Print the records below from the first line through the line containing "pub trait IceSession: Send", both included, word for word.

* * * *

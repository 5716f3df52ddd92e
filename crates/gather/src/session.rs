//! 收集会话抽象
//!
//! 探测循环只依赖这里的两个 trait，webrtc-rs 的实现见 [`crate::peer`]，
//! 测试中用脚本化的假会话替换。

use crate::candidate::GatheredCandidate;
use crate::error::Result;
use crate::plan::TestVariant;
use async_trait::async_trait;
use serde::Serialize;
use strum::Display;
use tokio::sync::mpsc::UnboundedSender;

/// ICE 收集状态
#[derive(Debug, Clone, Copy, PartialEq, Eq, Default, Display, Serialize)]
#[strum(serialize_all = "lowercase")]
#[serde(rename_all = "lowercase")]
pub enum GatheringState {
    #[default]
    New,
    Gathering,
    Complete,
    Closed,
}

impl GatheringState {
    pub(crate) fn as_u8(self) -> u8 {
        self as u8
    }

    pub(crate) fn from_u8(value: u8) -> Self {
        match value {
            1 => Self::Gathering,
            2 => Self::Complete,
            3 => Self::Closed,
            _ => Self::New,
        }
    }
}

/// ICE 连接状态
///
/// 探测不设置远端描述，正常情况下停留在 `new`，仅用于日志。
#[derive(Debug, Clone, Copy, PartialEq, Eq, Default, Display, Serialize)]
#[strum(serialize_all = "lowercase")]
#[serde(rename_all = "lowercase")]
pub enum ConnectionState {
    #[default]
    New,
    Checking,
    Connected,
    Completed,
    Disconnected,
    Failed,
    Closed,
}

impl ConnectionState {
    pub(crate) fn as_u8(self) -> u8 {
        self as u8
    }

    pub(crate) fn from_u8(value: u8) -> Self {
        match value {
            1 => Self::Checking,
            2 => Self::Connected,
            3 => Self::Completed,
            4 => Self::Disconnected,
            5 => Self::Failed,
            6 => Self::Closed,
            _ => Self::New,
        }
    }
}

/// 一次正在进行的候选收集
#[async_trait]
pub trait IceSession: Send + Sync {
    fn gathering_state(&self) -> GatheringState;

    fn connection_state(&self) -> ConnectionState;

    async fn close(&self) -> Result<()>;
}

/// 为每个测试变体打开新的收集会话
///
/// 实现需在返回前开始收集，收集到的候选通过 `candidates` 发送。
#[async_trait]
pub trait SessionFactory: Send + Sync {
    async fn open(
        &self,
        variant: &TestVariant,
        candidates: UnboundedSender<GatheredCandidate>,
    ) -> Result<Box<dyn IceSession>>;
}

#[cfg(test)]
mod tests {
    use super::*;

    #[test]
    fn test_state_codes_round_trip() {
        for state in [
            GatheringState::New,
            GatheringState::Gathering,
            GatheringState::Complete,
            GatheringState::Closed,
        ] {
            assert_eq!(GatheringState::from_u8(state.as_u8()), state);
        }
        assert_eq!(ConnectionState::from_u8(ConnectionState::Failed.as_u8()), ConnectionState::Failed);
        assert_eq!(ConnectionState::from_u8(200), ConnectionState::New);
        assert_eq!(GatheringState::Complete.to_string(), "complete");
    }
}
//! 统一错误处理模型
//!
//! turnprobe 的顶层错误类型，聚合各子 crate 与依赖库的错误

use thiserror::Error;

/// 主应用的统一错误枚举
#[derive(Debug, Error)]
pub enum Error {
    // ========== 配置相关错误 ==========
    /// 工具配置或 ICE 配置解析错误
    #[error("Configuration error: {0}")]
    Config(#[from] turnprobe_common::ConfigError),

    /// 所有配置来源都失败
    #[error("No usable ICE configuration: {message}")]
    Source { message: String },

    // ========== 探测相关错误 ==========
    /// ICE 收集探测错误
    #[error("Gather error: {0}")]
    Gather(#[from] gather::GatherError),

    /// STUN 探测错误
    #[error("STUN probe error: {0}")]
    Stun(#[from] stun::StunError),

    /// TURN 探测错误
    #[error("TURN probe error: {0}")]
    Turn(#[from] turn::TurnError),

    // ========== 系统级错误 ==========
    /// I/O 操作错误
    #[error("I/O error: {0}")]
    Io(#[from] std::io::Error),

    /// 序列化/反序列化错误
    #[error("Serialization error: {0}")]
    Serde(#[from] serde_json::Error),

    /// HTTP 请求错误
    #[error("HTTP error: {0}")]
    Http(#[from] reqwest::Error),

    /// Base64 解码错误
    #[error("Base64 decode error: {0}")]
    Base64(#[from] base64::DecodeError),

    // ========== 业务逻辑错误 ==========
    /// 服务启动失败
    #[error("Service startup failed: {message}")]
    ServiceStartup { message: String },

    /// 配置验证失败
    #[error("Configuration validation failed: {message}")]
    Validation { message: String },

    // ========== 通用错误 ==========
    /// 自定义错误消息
    #[error("Application error: {message}")]
    Custom { message: String },
}

/// 统一的 Result 类型
pub type Result<T> = std::result::Result<T, Error>;

impl Error {
    /// 创建自定义错误
    pub fn custom(message: impl Into<String>) -> Self {
        Self::Custom {
            message: message.into(),
        }
    }

    pub fn unavailable(message: impl Into<String>) -> Self {
        Self::Source {
            message: message.into(),
        }
    }

    /// 创建服务启动失败错误
    pub fn service_startup(message: impl Into<String>) -> Self {
        Self::ServiceStartup {
            message: message.into(),
        }
    }

    /// 创建配置验证失败错误
    pub fn validation(message: impl Into<String>) -> Self {
        Self::Validation {
            message: message.into(),
        }
    }
}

* * * *

:: EXERCISE SOLUTION ::
repository 5716f3df52ddd92e
filename crates/gather/src/session.rs
//! 收集会话抽象
//!
//! 探测循环只依赖这里的两个 trait，webrtc-rs 的实现见 [`crate::peer`]，
//! 测试中用脚本化的假会话替换。

use crate::candidate::GatheredCandidate;
use crate::error::Result;
use crate::plan::TestVariant;
use async_trait::async_trait;
use serde::Serialize;
use strum::Display;
use tokio::sync::mpsc::UnboundedSender;

/// ICE 收集状态
#[derive(Debug, Clone, Copy, PartialEq, Eq, Default, Display, Serialize)]
#[strum(serialize_all = "lowercase")]
#[serde(rename_all = "lowercase")]
pub enum GatheringState {
    #[default]
    New,
    Gathering,
    Complete,
    Closed,
}

impl GatheringState {
    pub(crate) fn as_u8(self) -> u8 {
        self as u8
    }

    pub(crate) fn from_u8(value: u8) -> Self {
        match value {
            1 => Self::Gathering,
            2 => Self::Complete,
            3 => Self::Closed,
            _ => Self::New,
        }
    }
}

/// ICE 连接状态
///
/// 探测不设置远端描述，正常情况下停留在 `new`，仅用于日志。
#[derive(Debug, Clone, Copy, PartialEq, Eq, Default, Display, Serialize)]
#[strum(serialize_all = "lowercase")]
#[serde(rename_all = "lowercase")]
pub enum ConnectionState {
    #[default]
    New,
    Checking,
    Connected,
    Completed,
    Disconnected,
    Failed,
    Closed,
}

impl ConnectionState {
    pub(crate) fn as_u8(self) -> u8 {
        self as u8
    }

    pub(crate) fn from_u8(value: u8) -> Self {
        match value {
            1 => Self::Checking,
            2 => Self::Connected,
            3 => Self::Completed,
            4 => Self::Disconnected,
            5 => Self::Failed,
            6 => Self::Closed,
            _ => Self::New,
        }
    }
}

/// 一次正在进行的候选收集
#[async_trait]
pub trait IceSession: Send + Sync {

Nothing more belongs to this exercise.